• _WHAT YOU ARE ASKED TO DO_:
Filter the records below for the word "features". Copy each line that holds it.
GIVEN INFORMATION START
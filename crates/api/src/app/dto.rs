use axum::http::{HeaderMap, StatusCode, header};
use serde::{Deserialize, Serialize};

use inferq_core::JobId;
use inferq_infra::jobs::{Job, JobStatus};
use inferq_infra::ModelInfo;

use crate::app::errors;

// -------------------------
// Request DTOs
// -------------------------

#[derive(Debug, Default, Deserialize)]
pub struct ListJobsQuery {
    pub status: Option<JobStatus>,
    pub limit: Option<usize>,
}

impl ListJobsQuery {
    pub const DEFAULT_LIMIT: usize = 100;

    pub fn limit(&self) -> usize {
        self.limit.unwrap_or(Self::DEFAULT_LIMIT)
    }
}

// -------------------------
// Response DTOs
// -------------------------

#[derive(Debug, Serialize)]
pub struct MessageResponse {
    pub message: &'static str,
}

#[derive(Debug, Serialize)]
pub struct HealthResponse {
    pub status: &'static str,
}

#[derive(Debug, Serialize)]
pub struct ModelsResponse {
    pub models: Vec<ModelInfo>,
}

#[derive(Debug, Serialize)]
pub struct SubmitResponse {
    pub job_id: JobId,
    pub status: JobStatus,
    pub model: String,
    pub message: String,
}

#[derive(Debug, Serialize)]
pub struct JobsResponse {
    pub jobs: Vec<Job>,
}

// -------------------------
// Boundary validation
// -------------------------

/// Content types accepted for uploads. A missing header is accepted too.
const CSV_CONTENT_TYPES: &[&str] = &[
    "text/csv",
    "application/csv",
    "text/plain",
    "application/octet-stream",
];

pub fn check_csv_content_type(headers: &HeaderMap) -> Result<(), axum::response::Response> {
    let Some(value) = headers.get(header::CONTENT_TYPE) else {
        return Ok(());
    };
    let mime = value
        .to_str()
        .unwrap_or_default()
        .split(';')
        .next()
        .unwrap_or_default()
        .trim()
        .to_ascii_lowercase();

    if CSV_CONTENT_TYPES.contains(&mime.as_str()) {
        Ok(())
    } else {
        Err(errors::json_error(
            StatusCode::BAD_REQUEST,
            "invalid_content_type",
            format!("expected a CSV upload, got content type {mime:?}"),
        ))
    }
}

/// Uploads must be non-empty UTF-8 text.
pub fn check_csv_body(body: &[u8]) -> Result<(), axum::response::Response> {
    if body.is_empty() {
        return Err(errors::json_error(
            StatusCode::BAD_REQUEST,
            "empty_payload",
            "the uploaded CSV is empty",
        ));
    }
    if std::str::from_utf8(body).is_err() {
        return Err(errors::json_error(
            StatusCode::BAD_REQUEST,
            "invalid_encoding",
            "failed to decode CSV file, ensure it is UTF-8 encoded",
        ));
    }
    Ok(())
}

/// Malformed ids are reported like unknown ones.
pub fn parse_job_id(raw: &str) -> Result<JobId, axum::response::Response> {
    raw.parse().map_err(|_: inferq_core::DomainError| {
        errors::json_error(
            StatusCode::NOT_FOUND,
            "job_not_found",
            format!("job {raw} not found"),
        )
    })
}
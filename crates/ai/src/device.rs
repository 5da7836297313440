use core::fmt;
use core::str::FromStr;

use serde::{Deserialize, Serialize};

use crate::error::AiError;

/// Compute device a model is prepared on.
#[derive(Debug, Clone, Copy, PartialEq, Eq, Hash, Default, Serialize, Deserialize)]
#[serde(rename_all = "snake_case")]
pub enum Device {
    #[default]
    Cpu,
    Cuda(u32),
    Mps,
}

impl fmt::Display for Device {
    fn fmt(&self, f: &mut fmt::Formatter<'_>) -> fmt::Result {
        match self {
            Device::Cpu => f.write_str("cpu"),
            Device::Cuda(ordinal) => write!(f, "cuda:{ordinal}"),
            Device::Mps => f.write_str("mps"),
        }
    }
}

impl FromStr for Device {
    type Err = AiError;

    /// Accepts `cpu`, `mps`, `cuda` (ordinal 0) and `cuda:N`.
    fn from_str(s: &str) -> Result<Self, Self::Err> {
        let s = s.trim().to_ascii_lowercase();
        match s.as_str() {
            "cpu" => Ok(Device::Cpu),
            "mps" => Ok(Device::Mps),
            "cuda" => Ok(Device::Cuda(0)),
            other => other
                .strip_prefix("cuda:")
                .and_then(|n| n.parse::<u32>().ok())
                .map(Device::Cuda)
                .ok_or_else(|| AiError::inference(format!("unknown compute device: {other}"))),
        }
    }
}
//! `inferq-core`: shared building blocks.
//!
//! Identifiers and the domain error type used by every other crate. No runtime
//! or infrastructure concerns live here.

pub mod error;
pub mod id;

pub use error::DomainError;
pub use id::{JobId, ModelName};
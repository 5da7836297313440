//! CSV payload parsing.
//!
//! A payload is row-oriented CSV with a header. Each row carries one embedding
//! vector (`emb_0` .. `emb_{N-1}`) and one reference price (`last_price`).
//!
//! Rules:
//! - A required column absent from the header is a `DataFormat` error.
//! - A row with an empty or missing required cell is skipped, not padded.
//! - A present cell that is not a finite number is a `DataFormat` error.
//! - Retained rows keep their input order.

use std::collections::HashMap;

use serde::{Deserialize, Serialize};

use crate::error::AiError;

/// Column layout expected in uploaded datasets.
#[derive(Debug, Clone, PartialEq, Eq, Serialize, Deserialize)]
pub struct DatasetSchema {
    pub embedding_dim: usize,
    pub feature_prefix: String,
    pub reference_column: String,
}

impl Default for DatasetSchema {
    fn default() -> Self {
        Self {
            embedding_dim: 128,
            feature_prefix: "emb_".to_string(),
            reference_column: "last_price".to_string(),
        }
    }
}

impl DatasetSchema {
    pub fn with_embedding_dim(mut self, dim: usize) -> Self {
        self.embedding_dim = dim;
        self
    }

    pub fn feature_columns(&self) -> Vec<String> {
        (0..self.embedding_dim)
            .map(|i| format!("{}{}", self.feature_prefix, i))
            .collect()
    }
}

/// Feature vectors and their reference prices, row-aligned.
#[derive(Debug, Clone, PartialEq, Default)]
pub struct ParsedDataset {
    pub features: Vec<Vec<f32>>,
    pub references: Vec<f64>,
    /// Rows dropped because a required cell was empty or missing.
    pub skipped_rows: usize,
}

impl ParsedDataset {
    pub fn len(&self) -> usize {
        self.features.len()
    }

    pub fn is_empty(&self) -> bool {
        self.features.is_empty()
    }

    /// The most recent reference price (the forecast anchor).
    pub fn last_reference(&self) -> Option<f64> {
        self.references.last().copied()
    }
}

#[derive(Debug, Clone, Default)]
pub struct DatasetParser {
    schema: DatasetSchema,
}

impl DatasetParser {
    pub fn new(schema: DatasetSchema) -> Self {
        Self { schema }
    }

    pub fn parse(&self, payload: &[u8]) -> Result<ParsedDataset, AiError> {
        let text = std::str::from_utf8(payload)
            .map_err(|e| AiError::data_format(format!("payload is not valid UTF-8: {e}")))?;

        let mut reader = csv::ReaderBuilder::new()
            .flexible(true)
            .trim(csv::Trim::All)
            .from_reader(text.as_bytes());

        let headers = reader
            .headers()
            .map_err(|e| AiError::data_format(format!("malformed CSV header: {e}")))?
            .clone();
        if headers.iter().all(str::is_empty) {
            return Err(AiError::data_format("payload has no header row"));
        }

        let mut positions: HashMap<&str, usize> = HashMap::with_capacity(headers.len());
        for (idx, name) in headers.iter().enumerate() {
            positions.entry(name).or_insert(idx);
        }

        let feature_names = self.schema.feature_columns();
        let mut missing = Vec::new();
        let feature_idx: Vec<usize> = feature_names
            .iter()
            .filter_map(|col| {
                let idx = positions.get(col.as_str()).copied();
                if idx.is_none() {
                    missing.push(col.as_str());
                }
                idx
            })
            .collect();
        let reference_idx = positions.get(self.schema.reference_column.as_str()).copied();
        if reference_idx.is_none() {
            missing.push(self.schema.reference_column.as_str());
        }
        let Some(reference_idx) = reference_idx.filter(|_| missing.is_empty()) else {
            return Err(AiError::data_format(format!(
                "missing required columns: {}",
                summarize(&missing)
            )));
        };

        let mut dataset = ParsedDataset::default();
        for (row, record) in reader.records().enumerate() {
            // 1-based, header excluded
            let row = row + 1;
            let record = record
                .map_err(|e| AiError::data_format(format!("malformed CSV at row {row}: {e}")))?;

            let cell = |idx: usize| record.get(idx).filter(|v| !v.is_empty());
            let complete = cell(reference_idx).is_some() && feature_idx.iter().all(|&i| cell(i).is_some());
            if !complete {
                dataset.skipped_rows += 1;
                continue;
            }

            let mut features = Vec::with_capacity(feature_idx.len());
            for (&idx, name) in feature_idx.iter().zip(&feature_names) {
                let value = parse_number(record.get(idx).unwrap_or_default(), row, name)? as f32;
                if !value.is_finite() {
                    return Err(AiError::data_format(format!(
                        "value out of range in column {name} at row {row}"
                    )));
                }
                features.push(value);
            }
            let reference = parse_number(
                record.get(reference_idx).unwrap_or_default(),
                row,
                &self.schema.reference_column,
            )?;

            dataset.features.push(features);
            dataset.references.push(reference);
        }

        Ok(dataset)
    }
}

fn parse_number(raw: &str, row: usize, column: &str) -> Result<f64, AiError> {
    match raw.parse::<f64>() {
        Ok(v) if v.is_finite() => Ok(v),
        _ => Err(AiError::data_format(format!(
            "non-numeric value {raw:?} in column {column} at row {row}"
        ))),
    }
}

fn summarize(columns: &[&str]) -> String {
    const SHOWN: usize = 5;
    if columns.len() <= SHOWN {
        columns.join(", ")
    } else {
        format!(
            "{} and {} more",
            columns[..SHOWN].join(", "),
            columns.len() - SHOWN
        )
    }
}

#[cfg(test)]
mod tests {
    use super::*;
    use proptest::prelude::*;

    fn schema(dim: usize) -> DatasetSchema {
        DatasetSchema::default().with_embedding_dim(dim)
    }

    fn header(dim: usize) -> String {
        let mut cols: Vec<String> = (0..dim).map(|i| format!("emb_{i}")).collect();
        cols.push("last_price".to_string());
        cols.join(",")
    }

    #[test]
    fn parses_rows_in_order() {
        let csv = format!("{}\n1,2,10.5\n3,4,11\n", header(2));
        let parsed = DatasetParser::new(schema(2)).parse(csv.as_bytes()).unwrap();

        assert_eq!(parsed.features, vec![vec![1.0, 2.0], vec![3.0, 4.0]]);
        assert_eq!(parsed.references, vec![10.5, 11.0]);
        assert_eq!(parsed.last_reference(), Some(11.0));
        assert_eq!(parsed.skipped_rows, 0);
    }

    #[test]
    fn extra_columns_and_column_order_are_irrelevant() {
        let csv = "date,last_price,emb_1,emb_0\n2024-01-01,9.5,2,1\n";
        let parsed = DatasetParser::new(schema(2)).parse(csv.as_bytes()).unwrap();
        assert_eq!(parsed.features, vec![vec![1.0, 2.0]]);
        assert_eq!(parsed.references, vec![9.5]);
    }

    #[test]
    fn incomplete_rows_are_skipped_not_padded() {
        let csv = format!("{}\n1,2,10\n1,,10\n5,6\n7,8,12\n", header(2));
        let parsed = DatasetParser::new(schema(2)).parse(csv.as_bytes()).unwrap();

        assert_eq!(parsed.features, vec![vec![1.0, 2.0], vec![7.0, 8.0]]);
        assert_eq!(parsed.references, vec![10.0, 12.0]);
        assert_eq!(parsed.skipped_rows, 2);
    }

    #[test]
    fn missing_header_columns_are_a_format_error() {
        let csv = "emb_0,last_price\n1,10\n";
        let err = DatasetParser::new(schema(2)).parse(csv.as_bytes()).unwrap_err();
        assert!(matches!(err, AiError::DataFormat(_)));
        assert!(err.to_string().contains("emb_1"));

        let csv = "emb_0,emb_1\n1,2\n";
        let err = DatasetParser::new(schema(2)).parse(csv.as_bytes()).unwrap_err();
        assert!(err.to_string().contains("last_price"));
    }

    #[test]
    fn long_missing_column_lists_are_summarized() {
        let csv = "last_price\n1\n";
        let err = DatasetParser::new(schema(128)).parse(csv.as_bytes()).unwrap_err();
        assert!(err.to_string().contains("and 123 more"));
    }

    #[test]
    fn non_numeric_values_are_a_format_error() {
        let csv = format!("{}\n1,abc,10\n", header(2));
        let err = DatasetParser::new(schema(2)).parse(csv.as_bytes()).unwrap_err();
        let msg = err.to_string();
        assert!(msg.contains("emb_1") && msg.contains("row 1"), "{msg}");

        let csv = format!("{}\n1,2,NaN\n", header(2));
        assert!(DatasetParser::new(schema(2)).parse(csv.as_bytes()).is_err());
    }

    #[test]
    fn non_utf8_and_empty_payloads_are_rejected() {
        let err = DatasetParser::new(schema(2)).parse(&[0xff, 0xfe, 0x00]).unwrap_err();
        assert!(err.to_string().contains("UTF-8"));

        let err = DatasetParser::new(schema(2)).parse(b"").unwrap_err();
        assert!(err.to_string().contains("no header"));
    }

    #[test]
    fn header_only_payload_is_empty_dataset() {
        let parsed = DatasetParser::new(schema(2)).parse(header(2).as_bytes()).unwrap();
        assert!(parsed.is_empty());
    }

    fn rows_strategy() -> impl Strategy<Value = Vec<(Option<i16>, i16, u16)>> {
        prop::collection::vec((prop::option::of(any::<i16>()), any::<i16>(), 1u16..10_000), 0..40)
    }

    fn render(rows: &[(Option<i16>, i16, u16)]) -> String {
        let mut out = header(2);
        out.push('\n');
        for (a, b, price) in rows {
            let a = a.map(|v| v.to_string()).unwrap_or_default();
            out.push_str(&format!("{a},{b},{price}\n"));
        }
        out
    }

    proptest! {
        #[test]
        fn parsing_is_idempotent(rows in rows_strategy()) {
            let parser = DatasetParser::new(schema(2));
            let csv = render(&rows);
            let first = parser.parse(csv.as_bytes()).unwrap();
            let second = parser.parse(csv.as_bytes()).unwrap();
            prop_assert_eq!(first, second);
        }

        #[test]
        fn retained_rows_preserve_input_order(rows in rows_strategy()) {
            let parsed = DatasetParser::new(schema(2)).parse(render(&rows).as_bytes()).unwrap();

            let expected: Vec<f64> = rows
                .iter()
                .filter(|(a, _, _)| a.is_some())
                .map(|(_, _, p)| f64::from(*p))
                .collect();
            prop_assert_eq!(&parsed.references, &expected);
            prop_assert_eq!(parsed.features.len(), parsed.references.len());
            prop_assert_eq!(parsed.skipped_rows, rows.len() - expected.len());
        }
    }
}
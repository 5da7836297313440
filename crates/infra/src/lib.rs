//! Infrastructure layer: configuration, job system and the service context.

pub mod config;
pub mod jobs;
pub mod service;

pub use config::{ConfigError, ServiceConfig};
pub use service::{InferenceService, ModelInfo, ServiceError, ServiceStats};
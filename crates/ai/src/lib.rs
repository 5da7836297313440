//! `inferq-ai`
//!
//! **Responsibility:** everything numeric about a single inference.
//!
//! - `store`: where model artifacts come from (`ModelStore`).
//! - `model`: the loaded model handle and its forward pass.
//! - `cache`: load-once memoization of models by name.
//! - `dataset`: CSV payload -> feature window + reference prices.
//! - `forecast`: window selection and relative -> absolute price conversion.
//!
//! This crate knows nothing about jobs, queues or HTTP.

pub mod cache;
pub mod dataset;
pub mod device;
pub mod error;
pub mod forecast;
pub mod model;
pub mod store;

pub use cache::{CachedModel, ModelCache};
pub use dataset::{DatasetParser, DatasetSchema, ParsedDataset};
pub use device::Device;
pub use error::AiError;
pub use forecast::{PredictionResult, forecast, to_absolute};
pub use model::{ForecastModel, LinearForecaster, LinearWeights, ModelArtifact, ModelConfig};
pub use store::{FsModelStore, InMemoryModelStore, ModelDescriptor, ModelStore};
GIVEN INFORMATION END
• _REPLY TO THE TASK_:
    pub features: Vec<Vec<f32>>,
        self.features.len()
        self.features.is_empty()
            let mut features = Vec::with_capacity(feature_idx.len());
                features.push(value);
            dataset.features.push(features);
        assert_eq!(parsed.features, vec![vec![1.0, 2.0], vec![3.0, 4.0]]);
        assert_eq!(parsed.features, vec![vec![1.0, 2.0]]);
        assert_eq!(parsed.features, vec![vec![1.0, 2.0], vec![7.0, 8.0]]);
            prop_assert_eq!(parsed.features.len(), parsed.references.len());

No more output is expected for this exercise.